__PROVIDED DATA__:
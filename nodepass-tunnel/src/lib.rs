//! Control-channel protocol, TCP/UDP data-plane relays, and the server and
//! client runtime state machines (§4.3-§4.7).

pub mod client;
pub mod control;
pub mod exchange;
pub mod server;
pub mod udp;

use std::sync::atomic::{AtomicU64, Ordering};

use nodepass_shared::traffic_stats_line;
use tokio::io::{AsyncRead, AsyncWrite};
use tracing::info;

pub use client::ClientRuntime;
pub use server::ServerRuntime;

/// Any duplex byte stream the control channel can ride on, whether plain
/// TCP or a TLS-wrapped socket. Boxing lets `ServerRuntime`/`ClientRuntime`
/// stay TLS-mode-agnostic past the handshake.
pub trait AsyncDuplex: AsyncRead + AsyncWrite + Unpin + Send {}
impl<T: AsyncRead + AsyncWrite + Unpin + Send> AsyncDuplex for T {}

pub type BoxedControlStream = Box<dyn AsyncDuplex>;

/// Monotonic, process-lifetime traffic counters (§5 "Statistics are
/// monotonic per instance"). Shared across every flow handler.
#[derive(Default)]
pub struct Stats {
    tcp_rx: AtomicU64,
    tcp_tx: AtomicU64,
    udp_rx: AtomicU64,
    udp_tx: AtomicU64,
}

impl Stats {
    pub fn snapshot(&self) -> (u64, u64, u64, u64) {
        (
            self.tcp_rx.load(Ordering::Relaxed),
            self.tcp_tx.load(Ordering::Relaxed),
            self.udp_rx.load(Ordering::Relaxed),
            self.udp_tx.load(Ordering::Relaxed),
        )
    }

    /// Records a completed TCP flow and emits its `TRAFFIC_STATS` line
    /// (§6, §8 invariant 7: the emitted integers match the exchange's own
    /// byte counts).
    fn record_tcp_flow(&self, bytes_rx: u64, bytes_tx: u64) {
        self.tcp_rx.fetch_add(bytes_rx, Ordering::Relaxed);
        self.tcp_tx.fetch_add(bytes_tx, Ordering::Relaxed);
        info!("{}", traffic_stats_line(bytes_rx, bytes_tx, 0, 0));
    }

    /// Same as [`Stats::record_tcp_flow`] for a completed UDP relay.
    fn record_udp_flow(&self, bytes_rx: u64, bytes_tx: u64) {
        self.udp_rx.fetch_add(bytes_rx, Ordering::Relaxed);
        self.udp_tx.fetch_add(bytes_tx, Ordering::Relaxed);
        info!("{}", traffic_stats_line(0, 0, bytes_rx, bytes_tx));
    }
}

#[cfg(test)]
mod tests {
    use super::*;

    #[test]
    fn stats_accumulate_across_flows() {
        let stats = Stats::default();
        stats.record_tcp_flow(6, 6);
        stats.record_tcp_flow(4, 2);
        assert_eq!(stats.snapshot(), (10, 8, 0, 0));
    }
}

__WHAT TO DO__: Exactly as they appear, print the lines from the one holding "stats.record_tcp_flow(6, 6);" through the final line of the entries, and no others.

__EXERCISE RESPONSE__:
        stats.record_tcp_flow(6, 6);
        stats.record_tcp_flow(4, 2);
        assert_eq!(stats.snapshot(), (10, 8, 0, 0));
    }
}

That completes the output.